[Stored items]
::::

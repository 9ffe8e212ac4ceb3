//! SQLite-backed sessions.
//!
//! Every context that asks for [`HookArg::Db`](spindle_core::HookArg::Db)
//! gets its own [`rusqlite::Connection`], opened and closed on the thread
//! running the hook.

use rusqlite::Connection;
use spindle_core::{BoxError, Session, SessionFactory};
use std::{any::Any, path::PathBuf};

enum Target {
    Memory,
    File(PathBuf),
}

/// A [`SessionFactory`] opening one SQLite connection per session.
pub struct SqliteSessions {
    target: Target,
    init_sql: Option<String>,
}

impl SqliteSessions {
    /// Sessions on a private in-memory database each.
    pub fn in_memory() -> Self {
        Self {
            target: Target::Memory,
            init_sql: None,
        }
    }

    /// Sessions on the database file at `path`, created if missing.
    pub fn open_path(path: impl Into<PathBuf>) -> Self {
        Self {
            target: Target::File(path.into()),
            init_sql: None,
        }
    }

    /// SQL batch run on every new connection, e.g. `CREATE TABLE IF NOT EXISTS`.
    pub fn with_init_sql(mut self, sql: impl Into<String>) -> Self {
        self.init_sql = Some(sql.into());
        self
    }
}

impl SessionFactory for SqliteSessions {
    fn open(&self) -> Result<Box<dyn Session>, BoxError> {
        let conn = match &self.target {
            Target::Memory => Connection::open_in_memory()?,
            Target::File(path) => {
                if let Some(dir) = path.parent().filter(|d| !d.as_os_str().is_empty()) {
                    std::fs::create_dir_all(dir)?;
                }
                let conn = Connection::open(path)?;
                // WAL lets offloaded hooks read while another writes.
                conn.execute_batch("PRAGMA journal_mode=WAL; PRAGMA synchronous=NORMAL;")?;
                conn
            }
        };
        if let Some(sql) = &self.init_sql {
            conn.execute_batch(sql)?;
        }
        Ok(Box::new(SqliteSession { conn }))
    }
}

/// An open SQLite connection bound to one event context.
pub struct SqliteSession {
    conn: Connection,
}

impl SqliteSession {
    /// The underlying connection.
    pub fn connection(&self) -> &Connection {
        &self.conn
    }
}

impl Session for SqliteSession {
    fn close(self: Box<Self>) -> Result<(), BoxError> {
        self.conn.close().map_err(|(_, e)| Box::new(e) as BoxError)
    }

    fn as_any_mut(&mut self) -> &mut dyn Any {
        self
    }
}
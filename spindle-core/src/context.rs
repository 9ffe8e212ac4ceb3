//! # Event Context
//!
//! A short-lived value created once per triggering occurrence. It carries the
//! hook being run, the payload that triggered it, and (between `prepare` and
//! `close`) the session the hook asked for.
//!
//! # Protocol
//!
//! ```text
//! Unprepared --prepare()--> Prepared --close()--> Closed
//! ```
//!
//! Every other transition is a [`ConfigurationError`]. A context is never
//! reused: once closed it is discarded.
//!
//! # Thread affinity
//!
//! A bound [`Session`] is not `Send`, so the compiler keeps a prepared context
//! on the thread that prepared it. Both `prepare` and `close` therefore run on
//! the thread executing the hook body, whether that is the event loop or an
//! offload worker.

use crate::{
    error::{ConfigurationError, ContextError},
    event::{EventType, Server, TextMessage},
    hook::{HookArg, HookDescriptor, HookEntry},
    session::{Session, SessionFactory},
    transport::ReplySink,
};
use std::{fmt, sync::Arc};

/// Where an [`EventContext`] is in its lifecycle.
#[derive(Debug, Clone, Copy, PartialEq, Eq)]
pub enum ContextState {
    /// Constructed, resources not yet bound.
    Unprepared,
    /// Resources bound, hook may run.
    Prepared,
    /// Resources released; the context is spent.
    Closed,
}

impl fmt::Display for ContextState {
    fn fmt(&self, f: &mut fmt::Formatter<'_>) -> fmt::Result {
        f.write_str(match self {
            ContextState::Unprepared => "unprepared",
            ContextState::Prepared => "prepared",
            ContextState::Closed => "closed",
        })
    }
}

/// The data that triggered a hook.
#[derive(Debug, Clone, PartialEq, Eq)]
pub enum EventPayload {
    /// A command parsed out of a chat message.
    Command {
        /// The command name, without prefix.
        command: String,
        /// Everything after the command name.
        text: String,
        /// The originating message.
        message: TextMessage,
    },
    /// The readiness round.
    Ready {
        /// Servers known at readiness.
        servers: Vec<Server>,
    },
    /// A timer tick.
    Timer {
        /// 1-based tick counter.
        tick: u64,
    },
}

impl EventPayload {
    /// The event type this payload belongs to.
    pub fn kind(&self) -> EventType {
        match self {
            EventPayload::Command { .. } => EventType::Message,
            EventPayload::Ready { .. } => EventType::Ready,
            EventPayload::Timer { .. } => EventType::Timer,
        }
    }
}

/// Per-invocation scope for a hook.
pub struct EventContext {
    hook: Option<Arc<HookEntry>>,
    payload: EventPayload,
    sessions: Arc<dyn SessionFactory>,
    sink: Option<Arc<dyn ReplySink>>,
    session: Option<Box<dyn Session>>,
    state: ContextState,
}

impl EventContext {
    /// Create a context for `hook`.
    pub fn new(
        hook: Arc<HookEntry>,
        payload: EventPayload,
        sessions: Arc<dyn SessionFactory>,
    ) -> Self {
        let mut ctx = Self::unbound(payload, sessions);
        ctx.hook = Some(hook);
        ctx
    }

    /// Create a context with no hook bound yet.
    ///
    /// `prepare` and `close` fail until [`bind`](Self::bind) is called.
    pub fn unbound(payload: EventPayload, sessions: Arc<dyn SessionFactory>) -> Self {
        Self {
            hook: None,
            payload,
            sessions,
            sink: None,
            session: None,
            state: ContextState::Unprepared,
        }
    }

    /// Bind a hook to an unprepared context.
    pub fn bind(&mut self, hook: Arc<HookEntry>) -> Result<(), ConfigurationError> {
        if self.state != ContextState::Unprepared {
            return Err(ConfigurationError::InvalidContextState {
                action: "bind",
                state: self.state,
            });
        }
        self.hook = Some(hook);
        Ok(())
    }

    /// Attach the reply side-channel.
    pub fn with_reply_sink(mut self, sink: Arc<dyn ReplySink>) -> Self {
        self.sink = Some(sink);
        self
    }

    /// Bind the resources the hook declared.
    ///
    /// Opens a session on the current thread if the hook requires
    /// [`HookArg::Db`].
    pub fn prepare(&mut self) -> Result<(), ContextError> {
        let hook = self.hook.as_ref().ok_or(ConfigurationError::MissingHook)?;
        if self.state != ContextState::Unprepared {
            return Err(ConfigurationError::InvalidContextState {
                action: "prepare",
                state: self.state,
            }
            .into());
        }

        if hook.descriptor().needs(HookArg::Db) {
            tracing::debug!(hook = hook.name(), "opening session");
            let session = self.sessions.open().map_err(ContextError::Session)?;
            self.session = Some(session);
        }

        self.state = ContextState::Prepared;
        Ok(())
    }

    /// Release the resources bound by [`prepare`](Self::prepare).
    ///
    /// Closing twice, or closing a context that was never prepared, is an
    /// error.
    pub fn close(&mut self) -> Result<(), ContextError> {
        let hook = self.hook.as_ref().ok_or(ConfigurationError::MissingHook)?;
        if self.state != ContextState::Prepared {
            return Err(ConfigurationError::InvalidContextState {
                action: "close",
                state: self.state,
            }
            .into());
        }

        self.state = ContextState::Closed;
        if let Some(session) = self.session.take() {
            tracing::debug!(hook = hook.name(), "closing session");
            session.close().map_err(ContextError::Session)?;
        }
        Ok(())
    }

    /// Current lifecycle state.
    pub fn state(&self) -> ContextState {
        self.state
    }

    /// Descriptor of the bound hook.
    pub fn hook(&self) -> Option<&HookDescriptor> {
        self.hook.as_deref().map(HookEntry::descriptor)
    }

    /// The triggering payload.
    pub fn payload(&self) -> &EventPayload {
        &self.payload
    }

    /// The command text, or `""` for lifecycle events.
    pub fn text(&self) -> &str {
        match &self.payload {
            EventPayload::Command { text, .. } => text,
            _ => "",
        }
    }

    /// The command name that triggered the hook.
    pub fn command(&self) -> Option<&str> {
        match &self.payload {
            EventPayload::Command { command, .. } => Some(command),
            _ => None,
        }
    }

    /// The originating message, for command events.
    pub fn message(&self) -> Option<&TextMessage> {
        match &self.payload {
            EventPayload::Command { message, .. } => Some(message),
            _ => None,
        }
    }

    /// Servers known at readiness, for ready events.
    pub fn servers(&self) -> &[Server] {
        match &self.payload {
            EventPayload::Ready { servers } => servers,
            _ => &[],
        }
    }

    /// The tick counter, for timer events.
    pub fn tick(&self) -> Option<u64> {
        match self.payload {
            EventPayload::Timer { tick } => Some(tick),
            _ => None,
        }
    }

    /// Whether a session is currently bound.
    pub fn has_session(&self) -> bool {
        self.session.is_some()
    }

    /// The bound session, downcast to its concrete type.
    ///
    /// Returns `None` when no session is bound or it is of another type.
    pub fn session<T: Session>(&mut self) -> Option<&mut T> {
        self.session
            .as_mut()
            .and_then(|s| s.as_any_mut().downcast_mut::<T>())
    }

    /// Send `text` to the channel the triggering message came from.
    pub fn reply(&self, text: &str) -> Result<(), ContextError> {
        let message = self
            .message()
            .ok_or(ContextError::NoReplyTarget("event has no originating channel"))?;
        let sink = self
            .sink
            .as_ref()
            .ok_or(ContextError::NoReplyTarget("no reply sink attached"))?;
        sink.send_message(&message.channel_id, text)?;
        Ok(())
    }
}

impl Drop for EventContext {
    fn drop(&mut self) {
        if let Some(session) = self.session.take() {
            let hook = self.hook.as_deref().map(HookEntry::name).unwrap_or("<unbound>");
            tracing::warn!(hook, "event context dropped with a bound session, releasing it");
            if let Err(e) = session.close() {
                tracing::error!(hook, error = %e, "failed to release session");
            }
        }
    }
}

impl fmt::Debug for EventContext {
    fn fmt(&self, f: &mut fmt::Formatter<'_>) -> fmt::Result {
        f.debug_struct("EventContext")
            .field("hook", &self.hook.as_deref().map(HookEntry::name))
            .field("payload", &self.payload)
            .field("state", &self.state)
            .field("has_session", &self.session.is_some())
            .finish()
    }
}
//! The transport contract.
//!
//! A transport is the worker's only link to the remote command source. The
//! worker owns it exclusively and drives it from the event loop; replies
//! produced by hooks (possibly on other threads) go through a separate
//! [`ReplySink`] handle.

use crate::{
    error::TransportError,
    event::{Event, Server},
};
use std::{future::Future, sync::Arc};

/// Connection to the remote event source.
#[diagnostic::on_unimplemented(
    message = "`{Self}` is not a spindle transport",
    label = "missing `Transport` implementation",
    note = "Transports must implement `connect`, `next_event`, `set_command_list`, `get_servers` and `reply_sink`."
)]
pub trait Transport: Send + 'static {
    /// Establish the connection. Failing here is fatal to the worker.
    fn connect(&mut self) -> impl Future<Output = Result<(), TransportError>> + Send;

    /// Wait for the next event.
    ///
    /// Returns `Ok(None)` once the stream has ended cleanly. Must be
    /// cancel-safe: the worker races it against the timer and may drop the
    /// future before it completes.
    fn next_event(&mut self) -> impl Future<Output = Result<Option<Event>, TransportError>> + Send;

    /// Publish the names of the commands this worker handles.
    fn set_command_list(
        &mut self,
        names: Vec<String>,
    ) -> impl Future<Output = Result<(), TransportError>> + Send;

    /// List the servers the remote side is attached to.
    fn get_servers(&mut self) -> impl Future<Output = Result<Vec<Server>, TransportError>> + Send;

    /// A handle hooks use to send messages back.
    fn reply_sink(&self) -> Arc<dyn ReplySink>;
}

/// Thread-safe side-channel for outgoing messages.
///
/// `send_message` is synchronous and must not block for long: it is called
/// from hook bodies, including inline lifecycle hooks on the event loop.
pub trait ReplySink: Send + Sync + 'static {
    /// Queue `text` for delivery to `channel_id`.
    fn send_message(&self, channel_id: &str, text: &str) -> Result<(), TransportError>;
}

::::

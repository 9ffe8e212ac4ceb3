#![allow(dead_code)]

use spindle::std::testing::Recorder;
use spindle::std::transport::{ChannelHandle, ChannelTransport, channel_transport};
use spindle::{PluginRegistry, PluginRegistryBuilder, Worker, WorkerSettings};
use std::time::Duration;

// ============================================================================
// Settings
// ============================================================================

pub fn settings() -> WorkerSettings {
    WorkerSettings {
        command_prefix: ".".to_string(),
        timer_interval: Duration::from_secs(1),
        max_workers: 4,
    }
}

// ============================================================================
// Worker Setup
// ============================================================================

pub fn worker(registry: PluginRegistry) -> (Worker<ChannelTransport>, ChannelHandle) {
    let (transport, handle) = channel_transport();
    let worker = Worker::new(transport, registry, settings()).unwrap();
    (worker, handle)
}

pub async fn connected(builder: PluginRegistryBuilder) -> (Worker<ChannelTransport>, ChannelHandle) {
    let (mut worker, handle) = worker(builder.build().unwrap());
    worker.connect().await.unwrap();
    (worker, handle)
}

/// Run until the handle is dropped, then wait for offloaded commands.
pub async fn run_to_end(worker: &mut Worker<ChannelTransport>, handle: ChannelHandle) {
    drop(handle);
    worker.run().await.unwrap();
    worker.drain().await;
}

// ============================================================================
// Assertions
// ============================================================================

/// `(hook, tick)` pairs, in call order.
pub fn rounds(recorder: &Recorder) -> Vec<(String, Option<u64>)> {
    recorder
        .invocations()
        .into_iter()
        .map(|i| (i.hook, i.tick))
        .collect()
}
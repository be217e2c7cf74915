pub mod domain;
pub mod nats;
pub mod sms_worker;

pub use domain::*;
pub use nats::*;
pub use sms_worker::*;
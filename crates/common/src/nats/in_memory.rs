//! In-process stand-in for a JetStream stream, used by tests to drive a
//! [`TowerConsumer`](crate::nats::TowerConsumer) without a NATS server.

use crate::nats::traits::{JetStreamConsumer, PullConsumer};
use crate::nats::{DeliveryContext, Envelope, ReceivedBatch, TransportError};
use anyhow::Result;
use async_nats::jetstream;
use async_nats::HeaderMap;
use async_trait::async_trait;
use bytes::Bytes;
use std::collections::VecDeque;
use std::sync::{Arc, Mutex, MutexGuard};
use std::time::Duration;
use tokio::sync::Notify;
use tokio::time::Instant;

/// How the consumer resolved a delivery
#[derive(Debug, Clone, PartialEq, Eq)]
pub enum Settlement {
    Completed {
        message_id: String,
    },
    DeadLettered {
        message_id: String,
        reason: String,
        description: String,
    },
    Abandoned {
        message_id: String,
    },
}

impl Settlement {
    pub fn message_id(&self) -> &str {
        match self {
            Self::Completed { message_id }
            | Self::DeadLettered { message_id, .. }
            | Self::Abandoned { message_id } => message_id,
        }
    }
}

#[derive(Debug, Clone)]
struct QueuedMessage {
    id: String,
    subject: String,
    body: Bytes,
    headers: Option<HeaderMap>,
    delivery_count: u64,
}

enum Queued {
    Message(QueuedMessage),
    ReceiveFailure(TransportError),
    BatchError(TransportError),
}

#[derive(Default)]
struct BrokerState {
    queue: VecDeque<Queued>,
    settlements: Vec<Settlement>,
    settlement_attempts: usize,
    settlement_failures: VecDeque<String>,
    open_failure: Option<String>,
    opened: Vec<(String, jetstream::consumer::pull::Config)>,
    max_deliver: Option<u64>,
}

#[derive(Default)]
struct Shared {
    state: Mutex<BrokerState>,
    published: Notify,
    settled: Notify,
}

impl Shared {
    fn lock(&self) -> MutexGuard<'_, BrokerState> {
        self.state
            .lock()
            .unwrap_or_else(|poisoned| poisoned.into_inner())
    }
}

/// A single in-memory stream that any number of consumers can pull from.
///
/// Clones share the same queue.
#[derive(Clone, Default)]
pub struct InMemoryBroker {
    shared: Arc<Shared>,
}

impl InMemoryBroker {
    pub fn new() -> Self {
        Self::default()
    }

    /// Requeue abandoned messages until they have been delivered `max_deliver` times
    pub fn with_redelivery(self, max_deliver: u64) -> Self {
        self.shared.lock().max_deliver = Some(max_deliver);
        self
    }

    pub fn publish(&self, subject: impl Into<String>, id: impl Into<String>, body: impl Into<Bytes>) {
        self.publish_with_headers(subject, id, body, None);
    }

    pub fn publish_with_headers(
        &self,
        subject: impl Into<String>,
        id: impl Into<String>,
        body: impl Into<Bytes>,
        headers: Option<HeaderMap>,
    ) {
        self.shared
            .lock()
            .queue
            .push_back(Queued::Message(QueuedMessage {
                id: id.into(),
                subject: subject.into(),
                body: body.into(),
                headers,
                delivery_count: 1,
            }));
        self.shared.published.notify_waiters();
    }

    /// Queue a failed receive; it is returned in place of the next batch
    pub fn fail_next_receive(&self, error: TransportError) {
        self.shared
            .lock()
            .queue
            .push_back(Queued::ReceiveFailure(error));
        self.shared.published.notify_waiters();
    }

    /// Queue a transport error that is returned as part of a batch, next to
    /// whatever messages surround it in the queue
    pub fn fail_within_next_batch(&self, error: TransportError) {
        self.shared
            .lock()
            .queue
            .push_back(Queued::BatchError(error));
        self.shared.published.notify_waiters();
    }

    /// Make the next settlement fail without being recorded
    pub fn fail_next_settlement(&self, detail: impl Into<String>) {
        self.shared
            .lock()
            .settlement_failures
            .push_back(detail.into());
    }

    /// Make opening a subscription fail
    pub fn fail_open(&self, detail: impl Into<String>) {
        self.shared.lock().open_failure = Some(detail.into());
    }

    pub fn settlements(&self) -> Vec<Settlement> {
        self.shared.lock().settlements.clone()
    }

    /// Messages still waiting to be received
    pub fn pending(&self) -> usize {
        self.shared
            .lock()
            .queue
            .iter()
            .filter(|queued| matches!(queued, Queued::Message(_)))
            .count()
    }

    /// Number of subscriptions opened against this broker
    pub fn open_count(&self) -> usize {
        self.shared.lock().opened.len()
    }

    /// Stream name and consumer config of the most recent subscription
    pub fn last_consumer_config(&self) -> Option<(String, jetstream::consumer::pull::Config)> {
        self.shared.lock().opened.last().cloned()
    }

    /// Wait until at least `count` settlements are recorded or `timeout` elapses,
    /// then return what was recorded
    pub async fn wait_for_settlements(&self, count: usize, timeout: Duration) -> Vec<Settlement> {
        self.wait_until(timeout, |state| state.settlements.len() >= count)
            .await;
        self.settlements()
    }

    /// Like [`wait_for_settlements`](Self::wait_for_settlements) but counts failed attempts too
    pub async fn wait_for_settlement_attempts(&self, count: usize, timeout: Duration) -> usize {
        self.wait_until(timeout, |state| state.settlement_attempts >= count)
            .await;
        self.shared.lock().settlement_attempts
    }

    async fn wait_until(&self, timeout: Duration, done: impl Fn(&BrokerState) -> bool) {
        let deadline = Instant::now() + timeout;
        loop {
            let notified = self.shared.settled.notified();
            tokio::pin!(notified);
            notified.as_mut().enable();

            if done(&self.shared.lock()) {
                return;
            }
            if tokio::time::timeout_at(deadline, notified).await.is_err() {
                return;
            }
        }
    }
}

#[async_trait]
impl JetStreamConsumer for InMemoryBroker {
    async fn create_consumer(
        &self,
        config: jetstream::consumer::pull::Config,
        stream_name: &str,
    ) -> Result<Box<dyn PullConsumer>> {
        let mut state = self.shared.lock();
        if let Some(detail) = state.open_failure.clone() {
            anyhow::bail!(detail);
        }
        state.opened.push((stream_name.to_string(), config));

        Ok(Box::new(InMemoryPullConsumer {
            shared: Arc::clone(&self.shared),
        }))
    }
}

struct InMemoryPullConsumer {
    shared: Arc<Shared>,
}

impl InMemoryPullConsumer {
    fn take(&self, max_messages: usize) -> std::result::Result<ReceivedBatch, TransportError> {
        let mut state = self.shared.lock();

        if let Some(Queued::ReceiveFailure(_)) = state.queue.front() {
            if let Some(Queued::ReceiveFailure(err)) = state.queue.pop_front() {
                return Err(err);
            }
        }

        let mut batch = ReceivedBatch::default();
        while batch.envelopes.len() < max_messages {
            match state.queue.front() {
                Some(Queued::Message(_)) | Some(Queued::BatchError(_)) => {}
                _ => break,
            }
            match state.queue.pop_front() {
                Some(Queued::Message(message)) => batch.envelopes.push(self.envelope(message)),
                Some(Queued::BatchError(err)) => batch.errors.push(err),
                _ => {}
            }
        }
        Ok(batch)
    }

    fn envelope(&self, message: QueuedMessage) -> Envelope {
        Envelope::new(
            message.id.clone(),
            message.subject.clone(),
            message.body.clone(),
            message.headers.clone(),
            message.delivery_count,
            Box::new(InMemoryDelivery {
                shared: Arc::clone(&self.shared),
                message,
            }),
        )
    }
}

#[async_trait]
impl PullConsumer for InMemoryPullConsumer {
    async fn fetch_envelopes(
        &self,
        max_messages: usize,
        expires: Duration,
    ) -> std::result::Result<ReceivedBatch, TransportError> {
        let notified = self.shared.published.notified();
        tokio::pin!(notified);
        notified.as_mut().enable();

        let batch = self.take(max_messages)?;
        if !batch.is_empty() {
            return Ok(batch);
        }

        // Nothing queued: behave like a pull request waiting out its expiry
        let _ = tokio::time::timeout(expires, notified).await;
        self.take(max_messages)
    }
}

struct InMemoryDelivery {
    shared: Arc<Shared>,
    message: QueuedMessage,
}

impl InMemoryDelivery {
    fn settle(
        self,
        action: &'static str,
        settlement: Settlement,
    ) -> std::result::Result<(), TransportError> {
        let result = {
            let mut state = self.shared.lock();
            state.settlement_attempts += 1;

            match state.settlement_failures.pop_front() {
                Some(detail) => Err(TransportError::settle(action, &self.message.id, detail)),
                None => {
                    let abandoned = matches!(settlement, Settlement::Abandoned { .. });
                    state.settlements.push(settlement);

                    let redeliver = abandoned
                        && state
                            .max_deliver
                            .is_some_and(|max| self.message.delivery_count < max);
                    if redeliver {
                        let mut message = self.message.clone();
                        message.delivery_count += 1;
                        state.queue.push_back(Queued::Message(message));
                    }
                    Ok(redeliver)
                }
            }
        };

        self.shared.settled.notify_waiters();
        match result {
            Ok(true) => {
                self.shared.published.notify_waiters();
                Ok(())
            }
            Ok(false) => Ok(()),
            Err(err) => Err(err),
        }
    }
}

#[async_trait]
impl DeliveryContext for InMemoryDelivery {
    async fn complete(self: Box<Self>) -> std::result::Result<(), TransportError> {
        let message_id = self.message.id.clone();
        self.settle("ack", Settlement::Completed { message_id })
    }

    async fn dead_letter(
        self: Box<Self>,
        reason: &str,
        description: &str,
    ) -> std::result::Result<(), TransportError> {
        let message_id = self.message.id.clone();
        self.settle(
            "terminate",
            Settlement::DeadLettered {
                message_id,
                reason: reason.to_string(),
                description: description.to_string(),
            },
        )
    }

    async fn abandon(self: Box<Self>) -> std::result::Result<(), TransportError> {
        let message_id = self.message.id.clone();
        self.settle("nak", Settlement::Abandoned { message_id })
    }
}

::::

ACTIVITY:
Only lines with the word "PathBuf" go in the answer. Take them all from the entries above.

YOUR SOLUTION:
use std::{any::Any, path::PathBuf};
    File(PathBuf),
    pub fn open_path(path: impl Into<PathBuf>) -> Self {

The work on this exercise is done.